▶ [Your instructions]: Every line in the entries where "RefactoringThresholds" is found should be copied.

<<<<

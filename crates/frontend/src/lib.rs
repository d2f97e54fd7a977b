//! # cobol-lens frontend
//!
//! Turns fixed-format COBOL text into a tolerant parse tree.
//!
//! ## Architecture
//!
//! ```text
//! raw text
//!     │
//!     ├──> Preprocessor (COPY splicing, REPLACE regions, provenance per line)
//!     │         └─> SourceUnit
//!     │
//!     ├──> Lexer (sequence / indicator / Area A / Area B, continuation lines)
//!     │         └─> Token[] with column ranges
//!     │
//!     └──> Parser (divisions → sections → paragraphs → sentences → statements)
//!               └─> ProgramTree + Diagnostic[]
//! ```
//!
//! Only structurally unusable units fail with [`FrontendError`]; everything else is
//! reported as a [`Diagnostic`] and parsing carries on.
//!
//! ## Example
//!
//! ```rust
//! use lens_frontend::{Frontend, FrontendConfig, InMemoryResolver};
//!
//! let config = FrontendConfig::default();
//! let resolver = InMemoryResolver::new();
//! let text = "       IDENTIFICATION DIVISION.\n       PROGRAM-ID. HELLO.\n";
//!
//! let output = Frontend::new(&config, &resolver).analyze("HELLO", None, text).unwrap();
//! assert_eq!(output.tree.program_id().map(|n| n.text.as_str()), Some("HELLO"));
//! ```

mod analysis;
mod config;
mod diagnostic;
mod error;
pub mod lexer;
pub mod parser;
pub mod preprocess;
mod source;

pub use analysis::{Frontend, FrontendOutput};
pub use config::{DialectConfig, DialectExtension, FrontendConfig};
pub use diagnostic::{Diagnostic, DiagnosticKind, Severity};
pub use error::{FrontendError, Result};
pub use lexer::{LexOutput, Lexer, Token, TokenKind};
pub use parser::{ParseOutput, Parser, ProgramTree};
pub use preprocess::{InMemoryResolver, MemberResolver, PreprocessOutput, Preprocessor, SearchPathResolver};
pub use source::{Origin, SourceLine, SourceRange, SourceUnit, AREA_A_END, INDICATOR_COLUMN, RIGHT_MARGIN};
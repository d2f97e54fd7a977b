use lens_indexer::UnitEntry;
use lens_model::Complexity;
use lens_protocol::{
    AnalyticsReport, CodebaseOverview, ComplexityDistribution, DependencyPattern, NameCount,
    ProgramFigures, RefactoringReport, RelationshipReport, SizeDistribution,
};
use std::collections::{BTreeMap, BTreeSet};

use crate::engine::QueryEngine;

const TOP_DEPENDENCIES: usize = 5;

/// Cut-offs that make a program a refactoring candidate
#[derive(Debug, Clone, Copy, PartialEq, Eq)]
pub struct RefactoringThresholds {
    /// More source lines than this is a large program
    pub max_source_lines: u32,
    /// More distinct dependencies than this is a highly dependent program
    pub max_dependencies: usize,
}

impl Default for RefactoringThresholds {
    fn default() -> Self {
        Self {
            max_source_lines: 1000,
            max_dependencies: 10,
        }
    }
}

impl QueryEngine {
    /// Corpus-wide size, complexity and dependency figures
    pub fn overview(&self) -> CodebaseOverview {
        let mut programs = 0usize;
        let mut source_lines = 0u64;
        let mut complexity = ComplexityDistribution::default();
        let mut sizes = SizeDistribution::default();
        let mut counts: BTreeMap<String, usize> = BTreeMap::new();

        for entry in self.snapshot().units() {
            let metrics = &entry.model.metrics;
            programs += 1;
            source_lines += u64::from(metrics.source_lines);
            match metrics.complexity() {
                Complexity::Low => complexity.low += 1,
                Complexity::Medium => complexity.medium += 1,
                Complexity::High => complexity.high += 1,
            }
            match metrics.source_lines {
                0..=99 => sizes.small += 1,
                100..=499 => sizes.medium += 1,
                500..=999 => sizes.large += 1,
                _ => sizes.very_large += 1,
            }
            for dependency in dependencies(entry) {
                *counts.entry(dependency).or_default() += 1;
            }
        }

        CodebaseOverview {
            programs,
            source_lines,
            average_source_lines: source_lines.checked_div(programs as u64).unwrap_or(0),
            complexity,
            sizes,
            unique_dependencies: counts.len(),
            common_dependencies: ranked(counts),
        }
    }

    /// Who depends on what, and which programs stand alone
    pub fn relationships(&self) -> RelationshipReport {
        let mut graph: BTreeMap<String, BTreeSet<String>> = BTreeMap::new();
        let mut callers: BTreeMap<String, BTreeSet<String>> = BTreeMap::new();
        let mut relationships = 0;
        let mut programs_with_dependencies = 0;
        let mut isolated_programs = Vec::new();

        for entry in self.snapshot().units() {
            let program = entry.model.program_name();
            let deps = dependencies(entry);
            relationships += deps.len();
            if deps.is_empty() {
                isolated_programs.push(program.clone());
            } else {
                programs_with_dependencies += 1;
            }
            for callee in &entry.model.external_calls {
                callers
                    .entry(callee.to_ascii_uppercase())
                    .or_default()
                    .insert(program.clone());
            }
            graph.entry(program).or_default().extend(deps);
        }

        RelationshipReport {
            relationships,
            programs_with_dependencies,
            isolated_programs,
            most_depended_on: ranked(
                callers
                    .into_iter()
                    .map(|(callee, callers)| (callee, callers.len()))
                    .collect(),
            ),
            dependency_graph: graph
                .into_iter()
                .map(|(program, deps)| (program, deps.into_iter().collect()))
                .collect(),
        }
    }

    pub fn refactoring_candidates(&self, thresholds: &RefactoringThresholds) -> RefactoringReport {
        let mut report = RefactoringReport {
            high_complexity: Vec::new(),
            large_programs: Vec::new(),
            highly_dependent: Vec::new(),
            isolated_programs: Vec::new(),
            duplicate_dependencies: Vec::new(),
        };
        let mut patterns: BTreeMap<Vec<String>, Vec<String>> = BTreeMap::new();

        for entry in self.snapshot().units() {
            let metrics = &entry.model.metrics;
            let deps = dependencies(entry);
            let figures = ProgramFigures {
                program: entry.model.program_name(),
                unit: entry.unit_id().to_string(),
                source_lines: metrics.source_lines,
                complexity: metrics.complexity().as_str().to_string(),
                dependencies: deps.len(),
            };

            if metrics.complexity() == Complexity::High {
                report.high_complexity.push(figures.clone());
            }
            if metrics.source_lines > thresholds.max_source_lines {
                report.large_programs.push(figures.clone());
            }
            if deps.len() > thresholds.max_dependencies {
                report.highly_dependent.push(figures.clone());
            }
            if deps.is_empty() {
                report.isolated_programs.push(figures.clone());
            }
            // a single shared copybook is not a pattern
            if deps.len() > 1 {
                patterns.entry(deps).or_default().push(figures.program);
            }
        }

        report.duplicate_dependencies = patterns
            .into_iter()
            .filter(|(_, programs)| programs.len() > 1)
            .map(|(dependencies, programs)| DependencyPattern {
                dependencies,
                programs,
            })
            .collect();
        report
    }

    pub fn analytics(&self, thresholds: &RefactoringThresholds) -> AnalyticsReport {
        AnalyticsReport {
            overview: self.overview(),
            relationships: self.relationships(),
            refactoring: self.refactoring_candidates(thresholds),
        }
    }
}

/// COPY members and literal CALL targets, upper-cased, sorted and distinct
fn dependencies(entry: &UnitEntry) -> Vec<String> {
    let model = &entry.model;
    model
        .copybooks
        .iter()
        .chain(&model.external_calls)
        .map(|name| name.to_ascii_uppercase())
        .collect::<BTreeSet<_>>()
        .into_iter()
        .collect()
}

/// Highest counts first, ties by name
fn ranked(counts: BTreeMap<String, usize>) -> Vec<NameCount> {
    let mut ranked: Vec<NameCount> = counts
        .into_iter()
        .map(|(name, count)| NameCount { name, count })
        .collect();
    ranked.sort_by(|a, b| b.count.cmp(&a.count).then_with(|| a.name.cmp(&b.name)));
    ranked.truncate(TOP_DEPENDENCIES);
    ranked
}

#[cfg(test)]
mod tests {
    use super::*;

    #[test]
    fn ranking_breaks_ties_by_name_and_keeps_the_top() {
        let counts: BTreeMap<String, usize> = [("ZETA", 2), ("ALPHA", 2), ("MID", 5), ("A", 1), ("B", 1), ("C", 1)]
            .into_iter()
            .map(|(name, count)| (name.to_string(), count))
            .collect();
        let names: Vec<(String, usize)> = ranked(counts)
            .into_iter()
            .map(|entry| (entry.name, entry.count))
            .collect();
        assert_eq!(
            names,
            vec![
                ("MID".to_string(), 5),
                ("ALPHA".to_string(), 2),
                ("ZETA".to_string(), 2),
                ("A".to_string(), 1),
                ("B".to_string(), 1),
            ]
        );
    }

    #[test]
    fn default_thresholds() {
        let thresholds = RefactoringThresholds::default();
        assert_eq!(thresholds.max_source_lines, 1000);
        assert_eq!(thresholds.max_dependencies, 10);
    }
}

>>>>

▶ [Response area]:
pub struct RefactoringThresholds {
impl Default for RefactoringThresholds {
    pub fn refactoring_candidates(&self, thresholds: &RefactoringThresholds) -> RefactoringReport {
    pub fn analytics(&self, thresholds: &RefactoringThresholds) -> AnalyticsReport {
        let thresholds = RefactoringThresholds::default();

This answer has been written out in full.